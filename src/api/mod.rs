// SPDX-License-Identifier: AGPL-3.0-or-later
//
// Copyright (C) 2026 Relational Network

use axum::{
    extract::FromRequest,
    routing::{get, post},
    Router,
};
use tower_http::{
    cors::CorsLayer,
    request_id::{MakeRequestUuid, PropagateRequestIdLayer, SetRequestIdLayer},
    trace::TraceLayer,
};
use utoipa::OpenApi;
use utoipa_swagger_ui::SwaggerUi;

use crate::{
    error::{ApiError, ErrorBody},
    models::{
        CcipRequest, CcipResponse, CcipResponseData, DepositRelayRequest, DepositRelayResponse,
        Identity, LegOutcome, RegisterIdentityRequest, TransferAmount, TransferRelayRequest,
        TransferRelayResponse,
    },
    state::AppState,
};

pub mod ccip;
pub mod deposit;
pub mod health;
pub mod identities;
pub mod transfer;

/// `Json` extractor whose rejections use the API error body.
#[derive(Debug, FromRequest)]
#[from_request(via(axum::Json), rejection(ApiError))]
pub struct ApiJson<T>(pub T);

pub fn router(state: AppState) -> Router {
    let v1_routes = Router::new()
        .route("/ccip", post(ccip::resolve))
        .route("/deposit", post(deposit::relay_deposit))
        .route("/transfer", post(transfer::relay_transfer))
        .route("/identities", post(identities::register_identity))
        .route("/identities/{username}", get(identities::get_identity));

    Router::new()
        .nest("/v1", v1_routes)
        .route("/health", get(health::health))
        .route("/health/live", get(health::liveness))
        .route("/health/ready", get(health::readiness))
        .with_state(state)
        .merge(SwaggerUi::new("/docs").url("/api-doc/openapi.json", ApiDoc::openapi()))
        .layer(PropagateRequestIdLayer::x_request_id())
        .layer(TraceLayer::new_for_http())
        .layer(SetRequestIdLayer::x_request_id(MakeRequestUuid))
        .layer(CorsLayer::permissive())
}

#[derive(OpenApi)]
#[openapi(
    paths(
        ccip::resolve,
        deposit::relay_deposit,
        transfer::relay_transfer,
        identities::get_identity,
        identities::register_identity,
        health::health,
        health::liveness,
        health::readiness
    ),
    components(
        schemas(
            CcipRequest,
            CcipResponse,
            CcipResponseData,
            DepositRelayRequest,
            DepositRelayResponse,
            LegOutcome,
            TransferAmount,
            TransferRelayRequest,
            TransferRelayResponse,
            Identity,
            RegisterIdentityRequest,
            ErrorBody,
            health::ReadyResponse,
            health::HealthChecks,
            health::HealthResponse
        )
    ),
    tags(
        (name = "CCIP", description = "CCIP-Read gateway for the Telepay resolver"),
        (name = "Deposits", description = "Cross-chain deposit relay"),
        (name = "Transfers", description = "Relayed Telepay transfers"),
        (name = "Identities", description = "Username registry"),
        (name = "Health", description = "Liveness and readiness checks")
    )
)]
struct ApiDoc;

#[cfg(test)]
mod tests {
    use super::*;
    use crate::ccip::{
        decoder::tests::{addr_call, resolve_calldata},
        dns,
    };
    use crate::state::tests::test_state;
    use alloy::hex;
    use axum::{
        body::{to_bytes, Body},
        http::{Request, StatusCode},
    };
    use tower::ServiceExt;

    async fn send(request: Request<Body>) -> (StatusCode, serde_json::Value) {
        let response = router(test_state()).oneshot(request).await.unwrap();
        let status = response.status();
        let bytes = to_bytes(response.into_body(), usize::MAX).await.unwrap();
        (status, serde_json::from_slice(&bytes).unwrap_or_default())
    }

    fn post_json(uri: &str, body: serde_json::Value) -> Request<Body> {
        Request::builder()
            .method("POST")
            .uri(uri)
            .header("content-type", "application/json")
            .body(Body::from(body.to_string()))
            .unwrap()
    }

    #[tokio::test]
    async fn router_builds_with_all_routes() {
        let app = router(test_state());
        let _ = app.into_make_service();
    }

    #[tokio::test]
    async fn ccip_round_trip_over_http() {
        let name = "alice.telepay.cc";
        let (status, body) = send(post_json(
            "/v1/ccip",
            serde_json::json!({
                "name": hex::encode_prefixed(dns::encode(name).unwrap()),
                "data": hex::encode_prefixed(resolve_calldata(name, addr_call(name))),
                "sender": "0x2222222222222222222222222222222222222222",
            }),
        ))
        .await;

        assert_eq!(status, StatusCode::OK);
        assert_eq!(body["data"]["expires"], 1_700_003_600u64);
        assert!(body["data"]["signature"].as_str().unwrap().starts_with("0x"));
    }

    #[tokio::test]
    async fn ccip_missing_parameters_is_400_with_error_body() {
        let (status, body) = send(post_json("/v1/ccip", serde_json::json!({}))).await;
        assert_eq!(status, StatusCode::BAD_REQUEST);
        assert_eq!(body["error"], "Missing required parameters");
        assert_eq!(body["type"], "MISSING_PARAMETER");
    }

    #[tokio::test]
    async fn unparseable_body_gets_error_body() {
        let request = Request::builder()
            .method("POST")
            .uri("/v1/deposit")
            .header("content-type", "application/json")
            .body(Body::from("{not json"))
            .unwrap();
        let (status, body) = send(request).await;
        assert_eq!(status, StatusCode::BAD_REQUEST);
        assert_eq!(body["error"], "Invalid request body");
        assert_eq!(body["type"], "INVALID_BODY");
        assert!(body["details"].is_string());

        let request = Request::builder()
            .method("POST")
            .uri("/v1/ccip")
            .body(Body::from("{}"))
            .unwrap();
        let (status, body) = send(request).await;
        assert_eq!(status, StatusCode::UNSUPPORTED_MEDIA_TYPE);
        assert_eq!(body["type"], "INVALID_BODY");
    }

    #[tokio::test]
    async fn identity_path_parameter_is_routed() {
        let request = Request::builder()
            .uri("/v1/identities/alice")
            .body(Body::empty())
            .unwrap();
        let (status, body) = send(request).await;
        assert_eq!(status, StatusCode::OK);
        assert_eq!(body["publicKey"], "0x1111111111111111111111111111111111111111");
    }

    #[tokio::test]
    async fn responses_carry_request_id() {
        let request = Request::builder()
            .uri("/health/live")
            .body(Body::empty())
            .unwrap();
        let response = router(test_state()).oneshot(request).await.unwrap();
        assert_eq!(response.status(), StatusCode::OK);
        assert!(response.headers().contains_key("x-request-id"));
    }

    #[tokio::test]
    async fn openapi_document_is_served() {
        let request = Request::builder()
            .uri("/api-doc/openapi.json")
            .body(Body::empty())
            .unwrap();
        let (status, body) = send(request).await;
        assert_eq!(status, StatusCode::OK);
        assert!(body["paths"].get("/v1/deposit").is_some());
        assert!(body["paths"].get("/v1/transfer").is_some());
    }
}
◆ ◆ ◆ ◆ ◆ ◆ ◆
What you will do: Which lines in the records above include the word "SwaggerUi"? Copy them out.

Task output:
use utoipa_swagger_ui::SwaggerUi;
        .merge(SwaggerUi::new("/docs").url("/api-doc/openapi.json", ApiDoc::openapi()))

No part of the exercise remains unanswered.